Block IP Addresses in WordPress

There are several reasons that might need to block an IP address from accessing the site. I’ve categorized the reasons in no particular order:

  • Unnecessary traffic
  • Spam
  • Brute Force Attack
  • DDoS Attack

Unnecessary traffic

Usually, this is traffic generated by bots crawling the site, they might be good or bad bots. A bot is considered good when it would adhere or follow what’s on the robots.txt file, the other one would just ignore the contents. There are also some email harvesters, content scrapers, and web extractors. This adds bandwidth and sometimes hinders the loading of the site.

Spam

Spam is unwanted messages, usually on form submissions like contact forms, registration pages, and comment pages. They sometimes become annoying since the query does not come from legitimate users or customers. On server access logs most of them come with a single IP.

Brute Force Attack

A brute force attack is a series of login attempts trying to guess the password. There are many methods of doing this, one is doing all the combinations to log in, another is using a dictionary of known weak passwords. Access to the wp-admin dashboard is really plenty on server access logs.

DDoS Attack

DDoS is an acronym for Distributed Denial of Service. The DDoS attack utilizes several IP addresses that send multiple requests with the aim to exceed the bandwidth and limit access to a website.

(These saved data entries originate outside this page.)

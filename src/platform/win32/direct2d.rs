// ── Direct2D / DirectWrite backend ────────────────────────────────────────────
//
// `Direct2D` is the device-independent tier: one single-threaded
// `ID2D1Factory` and one shared `IDWriteFactory`, created before the window
// and kept for the life of the paint surface.  It implements `Graphics` by
// forwarding to the COM interfaces.
//
// COM objects release themselves on drop, so no explicit teardown is needed.

#![allow(unsafe_code)]

use windows::{
    core::PCWSTR,
    Foundation::Numerics::Matrix3x2,
    Win32::Graphics::{
        Direct2D::{
            Common::{D2D1_COLOR_F, D2D_POINT_2F, D2D_RECT_F, D2D_SIZE_U},
            D2D1CreateFactory, ID2D1Factory, ID2D1HwndRenderTarget, ID2D1SolidColorBrush,
            ID2D1StrokeStyle, D2D1_DRAW_TEXT_OPTIONS_NONE, D2D1_FACTORY_TYPE_SINGLE_THREADED,
            D2D1_HWND_RENDER_TARGET_PROPERTIES, D2D1_PRESENT_OPTIONS_NONE,
            D2D1_RENDER_TARGET_PROPERTIES, D2DERR_RECREATE_TARGET,
        },
        DirectWrite::{
            DWriteCreateFactory, IDWriteFactory, IDWriteFontCollection, IDWriteTextFormat,
            DWRITE_FACTORY_TYPE_SHARED, DWRITE_FONT_STRETCH_NORMAL, DWRITE_FONT_STYLE_NORMAL,
            DWRITE_FONT_WEIGHT_REGULAR, DWRITE_MEASURING_MODE_NATURAL,
            DWRITE_PARAGRAPH_ALIGNMENT_CENTER, DWRITE_TEXT_ALIGNMENT_CENTER,
        },
    },
};

use super::{hwnd, wide};
use crate::{
    error::{ResourceContext, ResourceStep, Result},
    platform::{Color, EndDraw, FontSpec, Graphics, PixelSize, Point, RectF, WindowId},
};

pub(crate) struct Direct2D {
    factory: ID2D1Factory,
    write: IDWriteFactory,
}

impl Direct2D {
    /// Create the drawing and text factories.
    pub(crate) fn new() -> Result<Self> {
        // SAFETY: D2D1CreateFactory has no preconditions.  The single-threaded
        // factory is only ever touched from the UI thread that created it.
        let factory = unsafe {
            D2D1CreateFactory::<ID2D1Factory>(D2D1_FACTORY_TYPE_SINGLE_THREADED, None)
        }
        .step(ResourceStep::DrawingFactory)?;

        // SAFETY: DWriteCreateFactory has no preconditions; the shared factory
        // is reference counted by the system.
        let write = unsafe { DWriteCreateFactory::<IDWriteFactory>(DWRITE_FACTORY_TYPE_SHARED) }
            .step(ResourceStep::TextFactory)?;

        Ok(Self { factory, write })
    }
}

// ── Value conversion ──────────────────────────────────────────────────────────

fn size_u(size: PixelSize) -> D2D_SIZE_U {
    D2D_SIZE_U {
        width: size.width,
        height: size.height,
    }
}

fn color_f(c: Color) -> D2D1_COLOR_F {
    D2D1_COLOR_F {
        r: c.r,
        g: c.g,
        b: c.b,
        a: c.a,
    }
}

fn point_2f(p: Point) -> D2D_POINT_2F {
    D2D_POINT_2F { x: p.x, y: p.y }
}

fn rect_f(r: RectF) -> D2D_RECT_F {
    D2D_RECT_F {
        left: r.left,
        top: r.top,
        right: r.right,
        bottom: r.bottom,
    }
}

// ── Graphics ──────────────────────────────────────────────────────────────────

impl Graphics for Direct2D {
    type Target = ID2D1HwndRenderTarget;
    type Brush = ID2D1SolidColorBrush;
    type Format = IDWriteTextFormat;

    fn create_render_target(&self, window: WindowId, size: PixelSize) -> Result<Self::Target> {
        // All-zero properties are D2D1::RenderTargetProperties(): default type,
        // unknown pixel format, default DPI.
        let props = D2D1_RENDER_TARGET_PROPERTIES::default();
        let hwnd_props = D2D1_HWND_RENDER_TARGET_PROPERTIES {
            hwnd: hwnd(window),
            pixelSize: size_u(size),
            presentOptions: D2D1_PRESENT_OPTIONS_NONE,
        };

        // SAFETY: both property structs are fully initialised and outlive the
        // call; the HWND belongs to the live main window.
        unsafe { self.factory.CreateHwndRenderTarget(&props, &hwnd_props) }
            .step(ResourceStep::RenderTarget)
    }

    fn create_solid_brush(&self, target: &Self::Target, color: Color) -> Result<Self::Brush> {
        // SAFETY: the colour is a plain value; no brush properties are passed.
        unsafe { target.CreateSolidColorBrush(&color_f(color), None) }.step(ResourceStep::Brush)
    }

    fn create_text_format(&self, font: &FontSpec) -> Result<Self::Format> {
        let family = wide(font.family);
        let locale = wide(font.locale);

        // SAFETY: `family` and `locale` are null-terminated UTF-16 buffers that
        // outlive the call.  A null collection selects the system fonts.
        let format = unsafe {
            self.write.CreateTextFormat(
                PCWSTR(family.as_ptr()),
                None::<&IDWriteFontCollection>,
                DWRITE_FONT_WEIGHT_REGULAR,
                DWRITE_FONT_STYLE_NORMAL,
                DWRITE_FONT_STRETCH_NORMAL,
                font.size,
                PCWSTR(locale.as_ptr()),
            )
        }
        .step(ResourceStep::TextFormat)?;

        // SAFETY: `format` is a valid text format we just created.
        unsafe { format.SetTextAlignment(DWRITE_TEXT_ALIGNMENT_CENTER) }
            .step(ResourceStep::TextAlignment)?;
        // SAFETY: as above.
        unsafe { format.SetParagraphAlignment(DWRITE_PARAGRAPH_ALIGNMENT_CENTER) }
            .step(ResourceStep::ParagraphAlignment)?;

        Ok(format)
    }

    fn resize(&self, target: &Self::Target, size: PixelSize) -> Result<()> {
        // SAFETY: target is a live render target owned by the surface.
        unsafe { target.Resize(&size_u(size)) }.step(ResourceStep::RenderTarget)
    }

    fn target_size(&self, target: &Self::Target) -> PixelSize {
        // SAFETY: GetPixelSize only reads the target's current size.
        let size = unsafe { target.GetPixelSize() };
        PixelSize::new(size.width, size.height)
    }

    fn begin_draw(&self, target: &Self::Target) {
        // SAFETY: paired with `end_draw` by the surface's frame guard.
        unsafe { target.BeginDraw() }
    }

    fn set_identity_transform(&self, target: &Self::Target) {
        // SAFETY: the matrix is a temporary that lives for the call.
        unsafe { target.SetTransform(&Matrix3x2::identity()) }
    }

    fn clear(&self, target: &Self::Target, color: Color) {
        // SAFETY: called between BeginDraw and EndDraw.
        unsafe { target.Clear(Some(&color_f(color))) }
    }

    fn draw_line(
        &self,
        target: &Self::Target,
        from: Point,
        to: Point,
        brush: &Self::Brush,
        stroke_width: f32,
    ) {
        // SAFETY: called between BeginDraw and EndDraw; brush was created by
        // this target.  A null stroke style draws a solid line.
        unsafe {
            target.DrawLine(
                point_2f(from),
                point_2f(to),
                brush,
                stroke_width,
                None::<&ID2D1StrokeStyle>,
            )
        }
    }

    fn draw_text(
        &self,
        target: &Self::Target,
        text: &[u16],
        format: &Self::Format,
        layout: RectF,
        brush: &Self::Brush,
    ) {
        // SAFETY: called between BeginDraw and EndDraw; `text` is borrowed for
        // the duration of the call and DirectWrite does not retain it.
        unsafe {
            target.DrawText(
                text,
                format,
                &rect_f(layout),
                brush,
                D2D1_DRAW_TEXT_OPTIONS_NONE,
                DWRITE_MEASURING_MODE_NATURAL,
            )
        }
    }

    fn end_draw(&self, target: &Self::Target) -> EndDraw {
        // SAFETY: closes the BeginDraw issued by the frame guard.
        match unsafe { target.EndDraw(None, None) } {
            Ok(()) => EndDraw::Presented,
            Err(e) if e.code() == D2DERR_RECREATE_TARGET => EndDraw::RecreateTarget,
            Err(e) => {
                log::warn!("EndDraw failed: {e}");
                EndDraw::Presented
            }
        }
    }
}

Blocking an IP using a plugin

The most sophisticated plugin for securing a WordPress site is Wordfence. Wordfence features a built-from-the-ground-up endpoint firewall and malware scanner to secure WordPress. Wordfence gets the latest firewall rules, malware signatures, and malicious IP addresses from its Threat Defense Feed, so it can keep the website secure. Wordfence is the most robust WordPress protection system today, with 2FA and a suite of additional tools.

Here are other plugins worth considering in blocking IP:

Blocking an IP in Server Configuration

On Apache servers, this can be done by adding Deny keyword on .htaccess

# Block Single IP
Deny from 192.168.254.1

# Block Entire Subnet
Deny from 192.168

# Block using CIDR
Deny from 192.168.254.0/24

On Nginx servers, add access.conf file on Nginx configuration folder.

location / {
   deny 192.168.254.1;
 }

After adding, reload the configuration or restart Nginx.

Blocking an IP by using PHP

Use a PHP snippet to block IP, the best way to put the code on wp-config.php, the server would deny the IP before bootstrapping the core, plugins, and themes.

if ($_SERVER['REMOTE_ADDR'] == '192.168.254.1') {
  header('HTTP/1.0 403 Forbidden');
  exit;
}

Wrapping UP

I think the best method to use is the server configuration and PHP code inclusion. Even if the site is experiencing a DDoS attack, the Server and PHP code can be added instantly.